START Material for this task

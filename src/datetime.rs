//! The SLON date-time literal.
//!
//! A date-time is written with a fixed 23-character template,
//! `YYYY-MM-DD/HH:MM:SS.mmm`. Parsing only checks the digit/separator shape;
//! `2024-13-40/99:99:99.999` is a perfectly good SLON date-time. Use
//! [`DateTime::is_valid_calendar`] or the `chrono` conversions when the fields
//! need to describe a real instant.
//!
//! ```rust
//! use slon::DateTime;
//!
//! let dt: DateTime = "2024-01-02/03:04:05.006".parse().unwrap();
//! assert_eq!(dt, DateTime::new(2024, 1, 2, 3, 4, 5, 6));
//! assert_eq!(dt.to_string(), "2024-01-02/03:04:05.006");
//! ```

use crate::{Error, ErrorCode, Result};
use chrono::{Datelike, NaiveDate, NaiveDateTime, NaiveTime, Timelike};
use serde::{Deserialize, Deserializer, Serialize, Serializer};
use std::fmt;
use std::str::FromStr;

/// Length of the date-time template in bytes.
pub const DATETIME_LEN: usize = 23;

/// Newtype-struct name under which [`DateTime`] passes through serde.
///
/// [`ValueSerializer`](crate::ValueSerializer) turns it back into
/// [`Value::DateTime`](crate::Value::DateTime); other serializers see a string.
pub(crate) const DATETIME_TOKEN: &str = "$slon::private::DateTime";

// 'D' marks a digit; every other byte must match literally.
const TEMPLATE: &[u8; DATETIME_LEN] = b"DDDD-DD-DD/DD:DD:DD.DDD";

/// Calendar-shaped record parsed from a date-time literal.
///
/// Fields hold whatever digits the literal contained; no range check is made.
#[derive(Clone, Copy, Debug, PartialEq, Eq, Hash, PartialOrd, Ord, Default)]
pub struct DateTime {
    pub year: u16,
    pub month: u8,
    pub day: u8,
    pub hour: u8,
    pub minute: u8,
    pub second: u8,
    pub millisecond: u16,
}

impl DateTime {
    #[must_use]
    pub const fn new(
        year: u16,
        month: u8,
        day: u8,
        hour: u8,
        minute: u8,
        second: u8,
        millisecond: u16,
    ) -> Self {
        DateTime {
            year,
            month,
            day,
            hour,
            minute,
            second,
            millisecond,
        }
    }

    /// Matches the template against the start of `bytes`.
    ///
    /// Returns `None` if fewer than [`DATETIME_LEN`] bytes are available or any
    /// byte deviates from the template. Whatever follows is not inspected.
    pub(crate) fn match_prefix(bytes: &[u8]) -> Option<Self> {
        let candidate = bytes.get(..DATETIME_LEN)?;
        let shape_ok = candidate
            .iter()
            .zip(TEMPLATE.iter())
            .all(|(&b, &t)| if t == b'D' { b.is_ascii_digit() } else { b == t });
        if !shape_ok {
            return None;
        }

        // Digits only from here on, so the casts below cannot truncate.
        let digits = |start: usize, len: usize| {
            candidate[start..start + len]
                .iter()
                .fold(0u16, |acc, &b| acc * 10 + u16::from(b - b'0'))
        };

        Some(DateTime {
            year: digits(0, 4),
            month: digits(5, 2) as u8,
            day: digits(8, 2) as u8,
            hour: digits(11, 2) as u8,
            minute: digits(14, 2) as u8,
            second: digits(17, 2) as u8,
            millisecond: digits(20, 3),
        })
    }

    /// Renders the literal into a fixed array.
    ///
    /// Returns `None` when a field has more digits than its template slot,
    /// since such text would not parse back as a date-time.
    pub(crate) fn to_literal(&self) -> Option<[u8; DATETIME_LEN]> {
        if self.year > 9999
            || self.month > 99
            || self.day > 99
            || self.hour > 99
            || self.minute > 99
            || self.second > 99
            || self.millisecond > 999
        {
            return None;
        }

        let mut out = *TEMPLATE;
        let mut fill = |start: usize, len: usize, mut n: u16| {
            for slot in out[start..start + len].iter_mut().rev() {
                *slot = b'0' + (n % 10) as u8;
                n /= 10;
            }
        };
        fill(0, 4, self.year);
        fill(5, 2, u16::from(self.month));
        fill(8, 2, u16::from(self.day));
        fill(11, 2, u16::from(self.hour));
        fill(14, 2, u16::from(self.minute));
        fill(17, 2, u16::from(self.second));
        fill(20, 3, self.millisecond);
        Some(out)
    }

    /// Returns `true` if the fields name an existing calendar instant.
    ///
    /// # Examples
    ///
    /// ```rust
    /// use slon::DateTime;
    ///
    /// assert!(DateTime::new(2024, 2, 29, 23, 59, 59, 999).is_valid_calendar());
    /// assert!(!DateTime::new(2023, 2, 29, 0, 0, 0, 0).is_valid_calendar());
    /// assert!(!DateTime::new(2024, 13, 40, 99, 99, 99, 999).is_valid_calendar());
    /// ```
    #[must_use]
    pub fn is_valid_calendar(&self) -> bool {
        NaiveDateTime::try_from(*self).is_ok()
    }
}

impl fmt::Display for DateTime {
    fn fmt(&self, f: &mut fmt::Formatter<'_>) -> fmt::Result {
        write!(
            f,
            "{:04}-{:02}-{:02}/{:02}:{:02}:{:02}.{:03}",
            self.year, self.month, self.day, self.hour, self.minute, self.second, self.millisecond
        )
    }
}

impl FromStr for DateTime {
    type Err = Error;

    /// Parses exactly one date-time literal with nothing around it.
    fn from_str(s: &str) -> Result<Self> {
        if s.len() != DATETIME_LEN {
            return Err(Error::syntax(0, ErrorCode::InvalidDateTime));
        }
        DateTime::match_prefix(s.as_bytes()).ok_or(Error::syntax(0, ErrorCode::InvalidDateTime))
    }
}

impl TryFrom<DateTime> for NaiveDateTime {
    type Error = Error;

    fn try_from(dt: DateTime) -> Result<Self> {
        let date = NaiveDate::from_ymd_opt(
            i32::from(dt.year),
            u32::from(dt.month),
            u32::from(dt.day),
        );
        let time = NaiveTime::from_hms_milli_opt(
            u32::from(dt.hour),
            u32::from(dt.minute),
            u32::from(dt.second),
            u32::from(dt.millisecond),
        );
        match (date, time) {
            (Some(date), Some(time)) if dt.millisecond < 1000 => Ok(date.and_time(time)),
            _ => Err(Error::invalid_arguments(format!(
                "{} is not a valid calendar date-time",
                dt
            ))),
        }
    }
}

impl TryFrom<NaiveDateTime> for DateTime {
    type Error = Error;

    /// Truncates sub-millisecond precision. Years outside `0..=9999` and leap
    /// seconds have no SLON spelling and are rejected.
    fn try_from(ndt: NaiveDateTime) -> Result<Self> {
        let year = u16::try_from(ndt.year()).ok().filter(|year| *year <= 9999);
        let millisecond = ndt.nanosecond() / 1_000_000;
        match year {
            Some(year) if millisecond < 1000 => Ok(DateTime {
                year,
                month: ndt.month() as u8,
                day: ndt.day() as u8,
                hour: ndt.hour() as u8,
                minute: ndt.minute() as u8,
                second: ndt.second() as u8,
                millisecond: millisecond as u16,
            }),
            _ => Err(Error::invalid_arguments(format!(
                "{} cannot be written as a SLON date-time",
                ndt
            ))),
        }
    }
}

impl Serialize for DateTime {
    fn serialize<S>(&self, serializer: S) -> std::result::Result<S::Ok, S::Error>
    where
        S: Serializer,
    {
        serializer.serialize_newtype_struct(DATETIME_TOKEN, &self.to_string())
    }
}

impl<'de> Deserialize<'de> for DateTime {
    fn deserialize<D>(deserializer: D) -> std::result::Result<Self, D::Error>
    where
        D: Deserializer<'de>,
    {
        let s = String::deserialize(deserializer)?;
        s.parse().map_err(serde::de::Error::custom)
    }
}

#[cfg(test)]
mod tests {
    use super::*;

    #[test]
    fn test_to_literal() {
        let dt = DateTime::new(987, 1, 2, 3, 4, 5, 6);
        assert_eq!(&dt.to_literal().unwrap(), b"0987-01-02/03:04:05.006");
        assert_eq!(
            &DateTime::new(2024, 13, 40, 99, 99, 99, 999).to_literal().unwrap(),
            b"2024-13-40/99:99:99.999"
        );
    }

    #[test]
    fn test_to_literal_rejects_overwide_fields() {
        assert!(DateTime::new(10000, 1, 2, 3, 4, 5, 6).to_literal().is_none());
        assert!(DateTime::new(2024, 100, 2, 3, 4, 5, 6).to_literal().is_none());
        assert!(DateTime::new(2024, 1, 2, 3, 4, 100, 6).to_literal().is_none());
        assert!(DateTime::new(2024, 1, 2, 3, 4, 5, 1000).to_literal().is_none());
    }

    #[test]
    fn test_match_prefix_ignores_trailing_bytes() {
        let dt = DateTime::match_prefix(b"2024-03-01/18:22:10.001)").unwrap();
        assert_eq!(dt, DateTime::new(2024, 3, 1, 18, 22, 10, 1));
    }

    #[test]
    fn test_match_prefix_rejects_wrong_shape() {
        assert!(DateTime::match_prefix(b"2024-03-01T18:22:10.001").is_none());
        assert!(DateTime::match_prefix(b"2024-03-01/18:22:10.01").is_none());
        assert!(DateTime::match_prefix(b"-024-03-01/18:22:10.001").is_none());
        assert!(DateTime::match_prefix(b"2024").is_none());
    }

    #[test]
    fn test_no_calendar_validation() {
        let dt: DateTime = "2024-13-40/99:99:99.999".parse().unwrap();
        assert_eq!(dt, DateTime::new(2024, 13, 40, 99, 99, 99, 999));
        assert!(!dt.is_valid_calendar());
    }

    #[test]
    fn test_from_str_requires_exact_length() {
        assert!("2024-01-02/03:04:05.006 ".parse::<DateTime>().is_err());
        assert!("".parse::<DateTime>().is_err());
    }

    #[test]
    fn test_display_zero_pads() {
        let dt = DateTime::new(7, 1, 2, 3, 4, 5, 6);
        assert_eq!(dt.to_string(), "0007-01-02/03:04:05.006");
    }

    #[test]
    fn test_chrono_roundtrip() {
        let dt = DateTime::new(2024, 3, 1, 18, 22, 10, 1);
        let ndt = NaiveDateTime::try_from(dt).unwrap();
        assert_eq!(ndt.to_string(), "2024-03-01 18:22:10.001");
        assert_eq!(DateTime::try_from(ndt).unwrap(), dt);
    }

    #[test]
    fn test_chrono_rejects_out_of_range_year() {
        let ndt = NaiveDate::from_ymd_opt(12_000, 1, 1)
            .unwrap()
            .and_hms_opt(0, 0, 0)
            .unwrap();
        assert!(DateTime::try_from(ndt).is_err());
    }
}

END Material for this task

Assignment – Go line by line through the data and copy any that contain "hour".

Response area –
    pub hour: u8,
        hour: u8,
            hour,
            hour: digits(11, 2) as u8,
            || self.hour > 99
        fill(11, 2, u16::from(self.hour));
            self.year, self.month, self.day, self.hour, self.minute, self.second, self.millisecond
            u32::from(dt.hour),
                hour: ndt.hour() as u8,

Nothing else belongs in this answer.